What you need to do: A faithful, word-for-word transcription of all the data is what is needed.

▶

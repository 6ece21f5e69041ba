// crates/stack-admin-client/src/compute.rs
// ============================================================================
// Module: Compute Quota Clients
// Description: Admin clients for quota sets and quota class sets.
// Purpose: Read, override, and reset compute resource limits.
// Dependencies: reqwest, serde_json
// ============================================================================

//! ## Overview
//! [`QuotasClient`] covers `os-quota-sets` (per project, optionally per user)
//! and [`QuotaClassesClient`] covers `os-quota-class-sets`. Updating the
//! `default` quota class changes limits for every project without overrides,
//! so callers must serialize such updates.

// ============================================================================
// SECTION: Imports
// ============================================================================

use std::collections::BTreeMap;

use reqwest::Method;

use crate::error::ClientError;
use crate::transport::ServiceTransport;
use crate::transport::envelope;
use crate::types::QuotaClassSet;
use crate::types::QuotaSet;
use crate::types::QuotaUpdate;
use crate::types::QuotaUpdateBody;

// ============================================================================
// SECTION: Quota Sets
// ============================================================================

/// Admin client for project and user quota sets.
#[derive(Debug, Clone)]
pub struct QuotasClient {
    /// Compute transport.
    transport: ServiceTransport,
}

impl QuotasClient {
    /// Creates a quota client over a compute transport.
    #[must_use]
    pub const fn new(transport: ServiceTransport) -> Self {
        Self {
            transport,
        }
    }

    /// Shows the service default quota set as it applies to a project.
    ///
    /// # Errors
    ///
    /// Returns [`ClientError`] when the request fails or the response does
    /// not carry a `quota_set` envelope.
    pub async fn show_default_quota_set(&self, tenant_id: &str) -> Result<QuotaSet, ClientError> {
        let url = self.transport.url(&["os-quota-sets", tenant_id, "defaults"], &[]);
        self.transport.call(Method::GET, url, None, "quota_set").await
    }

    /// Shows the effective quota set for a project, or for one user in it.
    ///
    /// # Errors
    ///
    /// Returns [`ClientError`] when the request fails or cannot be decoded.
    pub async fn show_quota_set(
        &self,
        tenant_id: &str,
        user_id: Option<&str>,
    ) -> Result<QuotaSet, ClientError> {
        let url = self.transport.url(&["os-quota-sets", tenant_id], &user_scope(user_id));
        self.transport.call(Method::GET, url, None, "quota_set").await
    }

    /// Overrides limits for a project, or for one user in it.
    ///
    /// # Errors
    ///
    /// Returns [`ClientError`] when the service rejects the update (for example
    /// a limit below current usage without `force`).
    pub async fn update_quota_set(
        &self,
        tenant_id: &str,
        user_id: Option<&str>,
        update: &QuotaUpdate,
    ) -> Result<QuotaSet, ClientError> {
        let url = self.transport.url(&["os-quota-sets", tenant_id], &user_scope(user_id));
        let body = envelope(
            "quota_set",
            &QuotaUpdateBody {
                limits: &update.limits,
                force: update.force,
            },
        )?;
        self.transport.call(Method::PUT, url, Some(body), "quota_set").await
    }

    /// Drops overrides so the project (or user) falls back to defaults.
    ///
    /// # Errors
    ///
    /// Returns [`ClientError`] when the request fails.
    pub async fn delete_quota_set(
        &self,
        tenant_id: &str,
        user_id: Option<&str>,
    ) -> Result<(), ClientError> {
        let url = self.transport.url(&["os-quota-sets", tenant_id], &user_scope(user_id));
        self.transport.call_empty(Method::DELETE, url, None).await
    }
}

// ============================================================================
// SECTION: Quota Classes
// ============================================================================

/// Admin client for quota class sets.
#[derive(Debug, Clone)]
pub struct QuotaClassesClient {
    /// Compute transport.
    transport: ServiceTransport,
}

impl QuotaClassesClient {
    /// Creates a quota class client over a compute transport.
    #[must_use]
    pub const fn new(transport: ServiceTransport) -> Self {
        Self {
            transport,
        }
    }

    /// Shows a quota class set.
    ///
    /// # Errors
    ///
    /// Returns [`ClientError`] when the request fails or cannot be decoded.
    pub async fn show_quota_class_set(&self, class_id: &str) -> Result<QuotaClassSet, ClientError> {
        let url = self.transport.url(&["os-quota-class-sets", class_id], &[]);
        self.transport.call(Method::GET, url, None, "quota_class_set").await
    }

    /// Replaces limits in a quota class set.
    ///
    /// # Errors
    ///
    /// Returns [`ClientError`] when the service rejects the update.
    pub async fn update_quota_class_set(
        &self,
        class_id: &str,
        limits: &BTreeMap<String, i64>,
    ) -> Result<QuotaClassSet, ClientError> {
        let url = self.transport.url(&["os-quota-class-sets", class_id], &[]);
        let body = envelope(
            "quota_class_set",
            &QuotaUpdateBody {
                limits,
                force: false,
            },
        )?;
        self.transport.call(Method::PUT, url, Some(body), "quota_class_set").await
    }
}

// ============================================================================
// SECTION: Helpers
// ============================================================================

/// Returns the `user_id` query pair when a user scope is requested.
fn user_scope(user_id: Option<&str>) -> Vec<(&'static str, String)> {
    user_id.map(|user_id| vec![("user_id", user_id.to_string())]).unwrap_or_default()
}
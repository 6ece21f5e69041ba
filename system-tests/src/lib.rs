// system-tests/src/lib.rs
// ============================================================================
// Module: Stack Admin System Tests Library
// Description: Fixture lifecycle, configuration, and reporting for suites.
// Purpose: Provide the shared runtime for the admin API conformance suites.
// Dependencies: stack-admin-client, tokio, tracing
// ============================================================================

//! ## Overview
//! This crate hosts the pieces every conformance class shares: environment
//! configuration, the named lock and cleanup registry fixtures, the class
//! runner, and the artifact reporter. The suites themselves live under
//! `system-tests/tests`.

// ============================================================================
// SECTION: Modules
// ============================================================================

pub mod assertions;
pub mod config;
pub mod fixtures;
pub mod report;
pub mod runner;
pub mod telemetry;

// ============================================================================
// SECTION: Tests
// ============================================================================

◀

Written answer:
repository 6ece21f5e69041ba
// crates/stack-admin-client/src/compute.rs
// ============================================================================
// Module: Compute Quota Clients
// Description: Admin clients for quota sets and quota class sets.
// Purpose: Read, override, and reset compute resource limits.
// Dependencies: reqwest, serde_json
// ============================================================================

//! ## Overview
//! [`QuotasClient`] covers `os-quota-sets` (per project, optionally per user)
//! and [`QuotaClassesClient`] covers `os-quota-class-sets`. Updating the
//! `default` quota class changes limits for every project without overrides,
//! so callers must serialize such updates.

// ============================================================================
// SECTION: Imports
// ============================================================================

use std::collections::BTreeMap;

use reqwest::Method;

use crate::error::ClientError;
use crate::transport::ServiceTransport;
use crate::transport::envelope;
use crate::types::QuotaClassSet;
use crate::types::QuotaSet;
use crate::types::QuotaUpdate;
use crate::types::QuotaUpdateBody;

// ============================================================================
// SECTION: Quota Sets
// ============================================================================

/// Admin client for project and user quota sets.
#[derive(Debug, Clone)]
pub struct QuotasClient {
    /// Compute transport.
    transport: ServiceTransport,
}

impl QuotasClient {
    /// Creates a quota client over a compute transport.
    #[must_use]
    pub const fn new(transport: ServiceTransport) -> Self {
        Self {
            transport,
        }
    }

    /// Shows the service default quota set as it applies to a project.
    ///
    /// # Errors
    ///
    /// Returns [`ClientError`] when the request fails or the response does
    /// not carry a `quota_set` envelope.
    pub async fn show_default_quota_set(&self, tenant_id: &str) -> Result<QuotaSet, ClientError> {
        let url = self.transport.url(&["os-quota-sets", tenant_id, "defaults"], &[]);
        self.transport.call(Method::GET, url, None, "quota_set").await
    }

    /// Shows the effective quota set for a project, or for one user in it.
    ///
    /// # Errors
    ///
    /// Returns [`ClientError`] when the request fails or cannot be decoded.
    pub async fn show_quota_set(
        &self,
        tenant_id: &str,
        user_id: Option<&str>,
    ) -> Result<QuotaSet, ClientError> {
        let url = self.transport.url(&["os-quota-sets", tenant_id], &user_scope(user_id));
        self.transport.call(Method::GET, url, None, "quota_set").await
    }

    /// Overrides limits for a project, or for one user in it.
    ///
    /// # Errors
    ///
    /// Returns [`ClientError`] when the service rejects the update (for example
    /// a limit below current usage without `force`).
    pub async fn update_quota_set(
        &self,
        tenant_id: &str,
        user_id: Option<&str>,
        update: &QuotaUpdate,
    ) -> Result<QuotaSet, ClientError> {
        let url = self.transport.url(&["os-quota-sets", tenant_id], &user_scope(user_id));
        let body = envelope(
            "quota_set",
            &QuotaUpdateBody {
                limits: &update.limits,
                force: update.force,
            },
        )?;
        self.transport.call(Method::PUT, url, Some(body), "quota_set").await
    }

    /// Drops overrides so the project (or user) falls back to defaults.
    ///
    /// # Errors
    ///
    /// Returns [`ClientError`] when the request fails.
    pub async fn delete_quota_set(
        &self,
        tenant_id: &str,
        user_id: Option<&str>,
    ) -> Result<(), ClientError> {
        let url = self.transport.url(&["os-quota-sets", tenant_id], &user_scope(user_id));
        self.transport.call_empty(Method::DELETE, url, None).await
    }
}

// ============================================================================
// SECTION: Quota Classes
// ============================================================================

/// Admin client for quota class sets.
#[derive(Debug, Clone)]
pub struct QuotaClassesClient {
    /// Compute transport.
    transport: ServiceTransport,
}

impl QuotaClassesClient {
    /// Creates a quota class client over a compute transport.
    #[must_use]
    pub const fn new(transport: ServiceTransport) -> Self {
        Self {
            transport,
        }
    }

    /// Shows a quota class set.
    ///
    /// # Errors
    ///
    /// Returns [`ClientError`] when the request fails or cannot be decoded.
    pub async fn show_quota_class_set(&self, class_id: &str) -> Result<QuotaClassSet, ClientError> {
        let url = self.transport.url(&["os-quota-class-sets", class_id], &[]);
        self.transport.call(Method::GET, url, None, "quota_class_set").await
    }

    /// Replaces limits in a quota class set.
    ///
    /// # Errors
    ///
    /// Returns [`ClientError`] when the service rejects the update.
    pub async fn update_quota_class_set(
        &self,
        class_id: &str,
        limits: &BTreeMap<String, i64>,
    ) -> Result<QuotaClassSet, ClientError> {
        let url = self.transport.url(&["os-quota-class-sets", class_id], &[]);
        let body = envelope(
            "quota_class_set",
            &QuotaUpdateBody {
                limits,
                force: false,
            },
        )?;
        self.transport.call(Method::PUT, url, Some(body), "quota_class_set").await
    }
}

// ============================================================================
// SECTION: Helpers
// ============================================================================

/// Returns the `user_id` query pair when a user scope is requested.
fn user_scope(user_id: Option<&str>) -> Vec<(&'static str, String)> {
    user_id.map(|user_id| vec![("user_id", user_id.to_string())]).unwrap_or_default()
}
repository 6ece21f5e69041ba
filename system-tests/src/lib.rs
// system-tests/src/lib.rs
// ============================================================================
// Module: Stack Admin System Tests Library
// Description: Fixture lifecycle, configuration, and reporting for suites.
// Purpose: Provide the shared runtime for the admin API conformance suites.
// Dependencies: stack-admin-client, tokio, tracing
// ============================================================================

//! ## Overview
//! This crate hosts the pieces every conformance class shares: environment
//! configuration, the named lock and cleanup registry fixtures, the class
//! runner, and the artifact reporter. The suites themselves live under
//! `system-tests/tests`.

// ============================================================================
// SECTION: Modules
// ============================================================================

pub mod assertions;
pub mod config;
pub mod fixtures;
pub mod report;
pub mod runner;
pub mod telemetry;

// ============================================================================
// SECTION: Tests
// ============================================================================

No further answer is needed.